• [What to do]
Scan the records for the string "detection"; copy each line where it occurs.

• [Data in this exercise]

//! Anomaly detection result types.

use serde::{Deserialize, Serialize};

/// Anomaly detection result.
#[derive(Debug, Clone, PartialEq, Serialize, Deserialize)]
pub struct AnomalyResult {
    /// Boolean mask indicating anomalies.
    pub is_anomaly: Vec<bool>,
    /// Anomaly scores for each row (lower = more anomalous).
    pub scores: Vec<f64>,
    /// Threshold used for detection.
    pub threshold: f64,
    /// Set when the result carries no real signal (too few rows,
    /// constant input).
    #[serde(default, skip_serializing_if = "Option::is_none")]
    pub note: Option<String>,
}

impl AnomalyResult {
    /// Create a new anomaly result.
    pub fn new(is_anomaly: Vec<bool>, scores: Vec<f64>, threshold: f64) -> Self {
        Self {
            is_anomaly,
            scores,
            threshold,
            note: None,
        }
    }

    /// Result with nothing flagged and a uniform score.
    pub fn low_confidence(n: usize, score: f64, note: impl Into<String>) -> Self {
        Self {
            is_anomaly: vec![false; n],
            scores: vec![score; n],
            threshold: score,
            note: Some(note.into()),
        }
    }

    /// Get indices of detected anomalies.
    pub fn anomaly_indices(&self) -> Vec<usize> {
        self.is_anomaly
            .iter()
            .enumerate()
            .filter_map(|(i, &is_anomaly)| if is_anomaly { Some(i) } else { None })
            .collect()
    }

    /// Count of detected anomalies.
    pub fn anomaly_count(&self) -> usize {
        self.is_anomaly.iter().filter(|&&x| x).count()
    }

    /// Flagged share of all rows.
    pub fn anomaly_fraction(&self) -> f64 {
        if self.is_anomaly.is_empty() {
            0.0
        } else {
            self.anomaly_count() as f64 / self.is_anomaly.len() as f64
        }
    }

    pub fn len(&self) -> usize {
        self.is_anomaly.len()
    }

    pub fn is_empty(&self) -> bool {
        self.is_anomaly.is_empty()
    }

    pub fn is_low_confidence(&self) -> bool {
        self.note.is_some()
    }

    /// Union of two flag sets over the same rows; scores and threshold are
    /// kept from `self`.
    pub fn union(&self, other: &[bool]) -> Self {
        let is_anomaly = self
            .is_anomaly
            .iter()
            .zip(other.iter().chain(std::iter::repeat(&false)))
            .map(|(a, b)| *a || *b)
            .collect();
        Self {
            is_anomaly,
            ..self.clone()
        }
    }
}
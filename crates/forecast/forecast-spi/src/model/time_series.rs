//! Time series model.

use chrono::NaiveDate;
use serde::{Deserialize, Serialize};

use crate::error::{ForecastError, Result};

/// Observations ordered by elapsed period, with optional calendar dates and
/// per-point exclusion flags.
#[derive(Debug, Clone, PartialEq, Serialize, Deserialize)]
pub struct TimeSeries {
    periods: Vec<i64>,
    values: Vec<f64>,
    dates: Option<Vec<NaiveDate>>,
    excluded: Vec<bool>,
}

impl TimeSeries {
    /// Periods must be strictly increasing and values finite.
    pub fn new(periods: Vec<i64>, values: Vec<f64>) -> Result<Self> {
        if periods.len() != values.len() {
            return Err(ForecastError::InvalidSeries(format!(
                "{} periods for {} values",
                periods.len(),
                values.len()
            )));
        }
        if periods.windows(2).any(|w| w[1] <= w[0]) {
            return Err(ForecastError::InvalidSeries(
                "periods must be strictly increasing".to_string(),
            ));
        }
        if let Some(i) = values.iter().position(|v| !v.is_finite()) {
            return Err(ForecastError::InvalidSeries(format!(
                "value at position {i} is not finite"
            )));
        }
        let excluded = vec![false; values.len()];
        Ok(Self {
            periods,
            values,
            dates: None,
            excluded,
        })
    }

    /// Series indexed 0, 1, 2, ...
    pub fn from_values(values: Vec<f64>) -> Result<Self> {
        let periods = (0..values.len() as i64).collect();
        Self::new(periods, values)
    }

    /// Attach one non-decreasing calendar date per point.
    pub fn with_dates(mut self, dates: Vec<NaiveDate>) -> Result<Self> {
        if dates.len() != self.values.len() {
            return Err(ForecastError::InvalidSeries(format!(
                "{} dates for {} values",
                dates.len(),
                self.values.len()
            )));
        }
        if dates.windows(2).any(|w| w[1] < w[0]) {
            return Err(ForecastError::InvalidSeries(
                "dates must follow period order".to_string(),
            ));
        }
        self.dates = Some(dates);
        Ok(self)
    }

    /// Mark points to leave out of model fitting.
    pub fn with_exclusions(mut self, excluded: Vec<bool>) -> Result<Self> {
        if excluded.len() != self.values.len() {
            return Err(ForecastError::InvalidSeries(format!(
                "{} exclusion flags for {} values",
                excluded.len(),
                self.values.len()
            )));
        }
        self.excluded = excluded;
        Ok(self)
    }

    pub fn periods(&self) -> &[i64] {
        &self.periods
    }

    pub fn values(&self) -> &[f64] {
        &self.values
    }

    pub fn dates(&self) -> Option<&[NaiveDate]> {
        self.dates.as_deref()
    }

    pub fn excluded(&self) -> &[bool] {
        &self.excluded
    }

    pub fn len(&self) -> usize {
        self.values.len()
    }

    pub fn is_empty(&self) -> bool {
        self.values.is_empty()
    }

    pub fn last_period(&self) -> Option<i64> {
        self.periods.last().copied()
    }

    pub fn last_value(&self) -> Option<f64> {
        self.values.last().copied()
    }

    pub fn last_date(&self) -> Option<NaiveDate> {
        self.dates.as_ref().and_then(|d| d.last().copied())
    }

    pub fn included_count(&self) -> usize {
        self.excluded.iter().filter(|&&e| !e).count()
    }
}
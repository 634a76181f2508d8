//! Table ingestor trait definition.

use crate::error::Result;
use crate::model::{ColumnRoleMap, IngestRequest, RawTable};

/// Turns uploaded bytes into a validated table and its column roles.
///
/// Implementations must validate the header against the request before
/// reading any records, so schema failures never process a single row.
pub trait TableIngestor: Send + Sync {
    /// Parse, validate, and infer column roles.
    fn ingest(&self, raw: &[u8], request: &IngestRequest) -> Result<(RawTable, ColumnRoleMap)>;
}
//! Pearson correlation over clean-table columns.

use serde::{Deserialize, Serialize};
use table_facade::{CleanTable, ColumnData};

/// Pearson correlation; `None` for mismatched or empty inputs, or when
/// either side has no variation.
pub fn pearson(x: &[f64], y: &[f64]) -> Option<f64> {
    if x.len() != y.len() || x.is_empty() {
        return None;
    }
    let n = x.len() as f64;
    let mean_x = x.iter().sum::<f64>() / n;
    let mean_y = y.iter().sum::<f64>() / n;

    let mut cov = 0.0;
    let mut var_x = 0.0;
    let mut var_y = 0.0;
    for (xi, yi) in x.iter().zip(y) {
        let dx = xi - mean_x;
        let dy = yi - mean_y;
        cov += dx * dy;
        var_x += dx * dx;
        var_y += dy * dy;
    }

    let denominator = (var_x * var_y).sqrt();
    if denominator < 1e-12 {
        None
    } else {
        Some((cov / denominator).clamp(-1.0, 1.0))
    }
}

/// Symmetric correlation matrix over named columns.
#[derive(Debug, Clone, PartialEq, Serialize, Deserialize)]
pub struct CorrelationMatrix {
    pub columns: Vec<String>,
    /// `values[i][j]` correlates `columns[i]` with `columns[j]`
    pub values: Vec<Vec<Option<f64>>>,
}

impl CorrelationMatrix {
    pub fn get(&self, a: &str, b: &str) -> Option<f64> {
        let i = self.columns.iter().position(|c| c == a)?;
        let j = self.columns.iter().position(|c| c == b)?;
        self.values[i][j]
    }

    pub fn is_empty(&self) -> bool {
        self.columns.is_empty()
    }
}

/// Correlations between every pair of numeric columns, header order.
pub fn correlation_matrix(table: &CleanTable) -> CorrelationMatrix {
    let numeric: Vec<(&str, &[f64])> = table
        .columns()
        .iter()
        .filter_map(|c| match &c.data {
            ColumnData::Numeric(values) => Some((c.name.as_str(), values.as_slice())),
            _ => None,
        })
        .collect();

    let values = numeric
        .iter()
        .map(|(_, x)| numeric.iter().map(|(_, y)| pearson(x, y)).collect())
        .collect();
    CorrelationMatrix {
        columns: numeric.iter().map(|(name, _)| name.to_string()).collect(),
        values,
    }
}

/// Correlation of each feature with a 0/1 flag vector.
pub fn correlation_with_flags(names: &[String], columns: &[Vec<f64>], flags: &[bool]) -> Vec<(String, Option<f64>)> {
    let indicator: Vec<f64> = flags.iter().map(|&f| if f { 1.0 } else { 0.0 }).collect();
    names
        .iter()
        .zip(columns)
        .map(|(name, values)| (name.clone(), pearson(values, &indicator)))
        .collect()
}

• [Result]
//! Anomaly detection result types.
/// Anomaly detection result.
    /// Threshold used for detection.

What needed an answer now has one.